Ritual #1: Establish a time every night for taking care of business
This ritual may be best performed right before bedtime, but it's helpful regardless of when you do it. After dinner, before dinner, when homework is done, or even right when kids get home from school, take twenty minutes to do the following:
- Pick out clothes.
- Pack lunch.
- Sign any homework, forms, or permission slips that need signing.
- Ask your child about his or her school day, and about what's coming up tomorrow.
- Think about breakfast. It may sound strange, but when you consider that breakfast is the most important (and the most skipped, skimped, or rushed) meal of the day, it's worth taking a couple of steps toward putting breakfast together in advance. Set the table, put dry cereal in bowls under a towel or bread box, make a batch of pancakes for warming in the oven or microwave -- anything you can do at night will save you a few precious minutes in the morning.

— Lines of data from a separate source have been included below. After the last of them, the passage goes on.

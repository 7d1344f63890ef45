//! Many independent battles at once.
//!
//! Every pair owns its two fighters, so battles share no mutable state and
//! run in parallel with rayon. Results come back in input order regardless
//! of which battle finished first.

use rayon::prelude::*;
use tracing::debug;

use crate::arena::{BattleArena, BattleReport};
use crate::error::BattleError;
use crate::fighter::Fighter;
use crate::validator::validate_for_battle;

/// Validates and fights every pair in parallel.
///
/// Each entry is `Err` when its pair fails validation; the remaining pairs
/// still fight. Observers are not involved: inspect the reports instead.
///
/// # Example
///
/// ```
/// use animeclash_core::arena::BattleArena;
/// use animeclash_core::fighter::{Character, CharacterKind, Universe};
/// use animeclash_core::tournament::run_tournament;
///
/// let pairs = vec![(
///     Character::new("Tanjiro", 100, 24, Universe::DemonSlayer, 0, CharacterKind::Base),
///     Character::new("Rui", 80, 20, Universe::DemonSlayer, 0, CharacterKind::Base),
/// )];
///
/// let results = run_tournament(&BattleArena::new(), pairs);
/// assert_eq!(results[0].as_ref().unwrap().winner_name, "Tanjiro");
/// ```
pub fn run_tournament<F>(
    arena: &BattleArena,
    pairs: Vec<(F, F)>,
) -> Vec<Result<BattleReport, BattleError>>
where
    F: Fighter + Send,
{
    debug!(battles = pairs.len(), "tournament started");
    pairs
        .into_par_iter()
        .map(|(mut a, mut b)| {
            validate_for_battle(&a, &b)?;
            Ok(arena.fight(&mut a, &mut b, &mut ()))
        })
        .collect()
}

- Set alarm clocks. Kids who can tell time will enjoy the independence of having their own alarm clock. And for moms and dads who need all the help they can get rousing kids on dark school mornings, an alarm clock can be a big time saver.
Ritual #2: Create a bathroom checklist
Post a list in the bathroom that lays out the basic guidelines for getting ready. (This is your chance to make it clear that all the teeth should be brushed.) It may not be the loveliest décor in your bathroom, but consider mounting a small dry-erase board on the back of the door or under the light switch where you can write a list tailored to daily to-do list while you brush your own teeth in the morning.
Ritual #3: Eat breakfast
The simplest routines are often the best, and breakfast needn't be a big deal. Pancakes, waffles, and most breakfast meats can be pre-cooked to save time, and cereals and fruits are quick and easy. Try to sit down with your children and get ten or fifteen minutes of face-to-face, unhurried re-fueling¾you'll be amazed at the difference it makes for you and your kids.